East River Partners, LLC and Jody Kriss Focus on Brownstones

Quality brownstones are in short supply, and those that hit the market these days can sell in a single day. Even though America and NYC have been in love with brownstones since they first appeared, they have struggled to remain in top form. Early builders rushed the masonry, which meant that residents were trying to manage cracking and crumbling facades within a decade or two of the buildings rising. NYC’s constant battle with affordable housing also left building owners will no funds to make necessary renovations and repairs. Over the years, the problem has only gotten worse, across all of NYC’s buildings. Finally, developers like Jody Kriss and East River Partners are coming in and restoring the buildings to their original splendor.

Brownstones are Now the Ideal Choice for Brooklyn Families

There’s a huge movement in Brooklyn right now to restore the iconic buildings. East River Partners tends to focus more on buildings that were largely dilapidated before renovations. As Jody Kriss has explained, they often clear out much of the interior of the brownstones, and start from scratch. This enables them to create stunning homes, with the modern touches today’s buyers want. In an interview with Samantha Rowan, Kriss explained, “In Brooklyn, the public schools tend to be better, so you see parents going there because private schools in Manhattan are so prohibitively expensive.” Between quality education and affordability, Brooklyn is seeing a major boom in families. This is in line with a NY Post report that indicated more than half of those buying in Brooklyn right now are in their 30s. Even though about 40 percent of them are Brooklynites already, nearly one-in-five are coming in from Manhattan.

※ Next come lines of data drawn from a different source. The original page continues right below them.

//! Diff command handler

use super::utils::{load_schema, resolve_current_version};
use crate::cli::{DiffArgs, FailOn};
use crate::config::Config;
use crate::error::{Error, Result};
use crate::logging::timing::Timer;
use crate::output::{OutputWriter, ReportEnvelope};
use schemaver_core::{Bump, VersionReport};
use schemaver_schemas::SchemaLoader;
use tracing::{info, instrument, warn};

/// Handle the diff command
#[instrument(
    skip(args, config, output),
    fields(new = %args.new_schema.display(), old = %args.old_schema.display())
)]
pub fn handle_diff(args: DiffArgs, config: &Config, output: &mut OutputWriter) -> Result<()> {
    let _timer = Timer::with_details("diff_command", &args.new_schema.display().to_string());

    output.info(&format!(
        "Comparing {} against {}",
        args.new_schema.display(),
        args.old_schema.display()
    ))?;

    let report = compute(&args, config)?;
    info!(
        bump = %report.bump,
        findings = report.findings.len(),
        "diff computed"
    );

    output.diff_report(&ReportEnvelope::new(
        &args.new_schema,
        Some(&args.old_schema),
        &report,
    ))?;

    check_threshold(args.fail_on, report.bump)
}

fn compute(args: &DiffArgs, config: &Config) -> Result<VersionReport> {
    let current = resolve_current_version(args.current.as_deref(), config)?;

    let mut loader = SchemaLoader::new();
    let new_schema = load_schema(&mut loader, &args.new_schema)?;
    let old_schema = load_schema(&mut loader, &args.old_schema)?;

    Ok(schemaver_core::compute_report(&new_schema, Some(&old_schema), &current)?)
}

fn check_threshold(fail_on: Option<FailOn>, bump: Bump) -> Result<()> {
    match fail_on {
        Some(level) if level.is_reached_by(bump) => {
            warn!(bump = %bump, threshold = ?level, "fail-on threshold reached");
            Err(Error::ThresholdReached {
                bump,
                threshold: level.into(),
            })
        }
        _ => Ok(()),
    }
}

Due to the hard work of developers like Jody Kriss, many of the brownstones in Brooklyn have already been thoughtfully restored and renovated. Going forward, we may be seeing more of what NY Daily News calls “Brownstone 2.0.” Kriss gives a nod to this in his Rowan interview explaining, “The brownstone type of building is so well-received, that we’re actually looking at building a whole bunch of new ones.” Without a doubt, they’re sure to be as popular as their historical cousins.